👉 Try the demo:
https://github.com/LM-Kit/lm-kit-net-samples/tree/main/console_net/document_to_markdown

document-to-markdown Vision OCR in .NET Applications

🎯 Purpose of the Demo

document-to-markdown Vision OCR demonstrates how to use LM-Kit.NET with vision-capable models to run on-device OCR on images (documents, screenshots, receipts, etc.) and convert them into clean text (or Markdown-style text) in a loop.

The sample shows how to:

Download and load a vision model with progress callbacks.
Wrap it with LM-Kit’s VlmOcr engine.
Feed images as Attachment objects.
Retrieve recognized text plus generation statistics (tokens, speed, quality, context usage).

Why Vision OCR with LM-Kit.NET?

Local-first: run OCR on your own hardware for privacy-sensitive workloads.
Unified API: same model abstraction (LM) for text and vision pipelines.
Rich telemetry: quality score, token usage, and performance metrics per image.
Drop-in: replace existing OCR engines without changing your data flow too much.

👥 Target Audience

Product & Platform – add OCR to existing .NET backends or pipelines.
Data & Document Processing – bulk ingest of PDFs, scans, screenshots, etc.
RPA / Back-office – extract text from forms, invoices, tickets, and reports.
Demo & Education – minimal, readable example of vision + OCR in C#.

🚀 Problem Solved

Turn images into text: extract readable text from screenshots, scans, or photos.
Model flexibility: select a model based on your available VRAM and latency needs.
Operational visibility: built-in stats on speed, context usage, and quality.
Repeatable loop: process one image after another in a single console session.
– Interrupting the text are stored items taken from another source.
//! Prompt construction for the three copilot flows.
//!
//! Builders are deterministic and stateless: the same patient record and
//! input text always produce the same request payload. Validation of the
//! free-text inputs happens here, before any external call is issued.

use crate::error::{CopilotError, Result};
use crate::patient::Patient;

/// Notes shorter than this (trimmed) are rejected locally.
pub const MIN_NOTES_LEN: usize = 5;

/// Preamble for the deep case-analysis flow.
pub const ANALYSIS_PREAMBLE: &str = r#"Actúa como un médico especialista senior y asistente de diagnóstico clínico (Copiloto Médico).
Analiza la información del paciente con extremo detalle para encontrar correlaciones ocultas que un humano podría pasar por alto por falta de tiempo."#;

/// Fixed system instruction for the conversational flow.
pub const CHAT_SYSTEM_INSTRUCTION: &str = "Eres MediCore, un asistente médico avanzado. Responde de forma concisa, profesional y basada en evidencia. Tu prioridad es la seguridad del paciente.";

/// Preamble for the structured triage flow. The response must be the JSON
/// object alone; the adapter treats anything else as a parse failure.
pub const TRIAGE_PREAMBLE: &str = r#"Eres un asistente de triage clínico. Analiza las notas de la consulta y el historial del paciente.
Genera una recomendación de triage, posible diagnóstico (CIE-10 aproximado) y especialidad sugerida.

Responde ÚNICAMENTE con este JSON (sin explicación, sin texto adicional):
{
  "diagnosis": "diagnóstico presuntivo principal",
  "icd10Code": "código CIE-10 estimado",
  "urgencyLevel": "Baja" | "Moderada" | "Alta" | "Crítica",
  "specialtyReferral": "especialidad médica a la que se debe derivar",
  "reasoning": "breve justificación clínica para la derivación (máx. 30 palabras)",
  "recommendedLabTests": ["examen 1", "examen 2"]
}

NUNCA mezcles texto y JSON en la respuesta."#;

/// Reject notes below the minimum useful length. No call is issued for
/// rejected input; the flow stays wherever it was. The length check runs on
/// the trimmed text, so padding whitespace cannot satisfy the minimum.
pub fn validate_notes(notes: &str) -> Result<()> {
    if notes.trim().chars().count() < MIN_NOTES_LEN {
        return Err(CopilotError::NotesTooShort);
    }
    Ok(())
}

/// Reject empty or whitespace-only chat messages.
pub fn validate_chat_message(message: &str) -> Result<()> {
    if message.trim().is_empty() {
        return Err(CopilotError::EmptyMessage);
    }
    Ok(())
}

/// Full case-analysis instruction: complete patient record, current notes,
/// and the analysis objectives including the abnormal-labs safety alert and
/// source citations.
pub fn analysis_prompt(patient: &Patient, notes: &str) -> String {
    format!(
        r#"DATOS DEL PACIENTE:
{patient_json}

SÍNTOMAS ACTUALES REPORTADOS EN CONSULTA:
"{notes}"

TU OBJETIVO:
1. Identificar posibles diagnósticos basados en la tríada: Historial + Exámenes Pasados + Síntomas Actuales.
2. ALERTA CRÍTICA: Busca si hay exámenes recientes (últimos 3 meses) que muestren anormalidades y correlaciónalos con los síntomas actuales.
3. Sugerir el plan de acción inmediato y exámenes requeridos.
4. Citar fuentes médicas generales (ej. Guías Clínicas, Mayo Clinic) para validar la sospecha.

FORMATO DE RESPUESTA (Usa Markdown):
- **Alerta de Seguridad**: Si encuentras algo grave ignorado previamente.
- **Hipótesis Diagnóstica**: Lista numerada con probabilidades.
- **Justificación**: Por qué crees esto (conecta los puntos entre historial familiar, síntomas y laboratorios alterados).
- **Plan Recomendado**: Pasos a seguir."#,
        patient_json = patient_json(patient),
        notes = notes,
    )
}

/// Context line sent as the newest chat turn: patient name, age and
/// family-history conditions, then the question itself.
pub fn chat_context_line(patient: &Patient, message: &str) -> String {
    format!(
        "Contexto Paciente: {}, {} años. Antecedentes: {}. Pregunta: {}",
        patient.name,
        patient.age,
        patient.family_conditions(),
        message,
    )
}

/// Triage instruction: patient record plus consultation notes. The expected
/// shape is fixed by [`TRIAGE_PREAMBLE`].
pub fn triage_prompt(patient: &Patient, notes: &str) -> String {
    format!(
        "Paciente: {}\nNotas de consulta: \"{}\"",
        patient_json(patient),
        notes,
    )
}

fn patient_json(patient: &Patient) -> String {
    serde_json::to_string_pretty(patient).unwrap_or_else(|_| "{}".to_string())
}
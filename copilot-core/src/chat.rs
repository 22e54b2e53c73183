use chrono::{DateTime, Utc};
use serde::{Deserialize, Serialize};

/// Who produced a chat turn
#[derive(Debug, Clone, Copy, PartialEq, Eq, Serialize, Deserialize)]
#[serde(rename_all = "lowercase")]
pub enum ChatRole {
    User,
    Model,
}

/// One turn of the copilot conversation. The timestamp is informational;
/// insertion order is the ordering key.
#[derive(Debug, Clone, Serialize, Deserialize)]
pub struct ChatTurn {
    pub role: ChatRole,
    pub text: String,
    pub timestamp: DateTime<Utc>,
}

impl ChatTurn {
    pub fn user(text: impl Into<String>) -> Self {
        Self {
            role: ChatRole::User,
            text: text.into(),
            timestamp: Utc::now(),
        }
    }

    pub fn model(text: impl Into<String>) -> Self {
        Self {
            role: ChatRole::Model,
            text: text.into(),
            timestamp: Utc::now(),
        }
    }
}

/// Append-only conversation transcript.
///
/// The user turn is pushed optimistically before the external call resolves;
/// the model turn (or its failure placeholder) is pushed after settlement.
/// Turns are never edited or reordered.
#[derive(Debug, Clone, Default, Serialize)]
pub struct Transcript {
    turns: Vec<ChatTurn>,
}

impl Transcript {
    pub fn new() -> Self {
        Self::default()
    }

    pub fn push_user(&mut self, text: impl Into<String>) {
        self.turns.push(ChatTurn::user(text));
    }

    pub fn push_model(&mut self, text: impl Into<String>) {
        self.turns.push(ChatTurn::model(text));
    }

    pub fn turns(&self) -> &[ChatTurn] {
        &self.turns
    }

    pub fn len(&self) -> usize {
        self.turns.len()
    }

    pub fn is_empty(&self) -> bool {
        self.turns.is_empty()
    }
}

#[cfg(test)]
mod tests {
    use super::*;

    #[test]
    fn transcript_appends_in_order() {
        let mut transcript = Transcript::new();
        transcript.push_user("¿Dosis de paracetamol?");
        transcript.push_model("500 mg cada 8 horas.");
        transcript.push_user("¿Y en niños?");
        transcript.push_model("Ajustar por peso.");

        assert_eq!(transcript.len(), 4);
        let roles: Vec<ChatRole> = transcript.turns().iter().map(|t| t.role).collect();
        assert_eq!(
            roles,
            vec![ChatRole::User, ChatRole::Model, ChatRole::User, ChatRole::Model]
        );
    }

    #[test]
    fn roles_serialize_lowercase() {
        let turn = ChatTurn::model("hola");
        let json = serde_json::to_value(&turn).unwrap();
        assert_eq!(json["role"], "model");
    }
}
💻 Sample Application Description

Console app that:

Lets you choose a vision model (or paste a custom model URI).
Downloads the model if needed, with live progress updates.
Wraps it in a VlmOcr instance.
Repeatedly asks you for an image path, then:
- Loads the file as an Attachment.
- Runs OCR via ocr.Run(attachment).
- Prints the extracted text to the console.
Displays a stats block (elapsed time, tokens, quality, speed, context usage).
Loops until you type q to quit.

✨ Key Features

🧠 Vision-based OCR: uses a multimodal model behind VlmOcr.
📥 Interactive loop: enter image path → get text → see metrics → repeat.
📊 Telemetry:
- Elapsed time (seconds)
- Generated tokens count
- Stop reason
- Quality score
- Token generation rate
- Context tokens vs context size
📦 Model lifecycle:
- Automatic download on first use.
- Loading progress shown in the console.
❌ Nice errors: friendly message when an image path is invalid or inaccessible.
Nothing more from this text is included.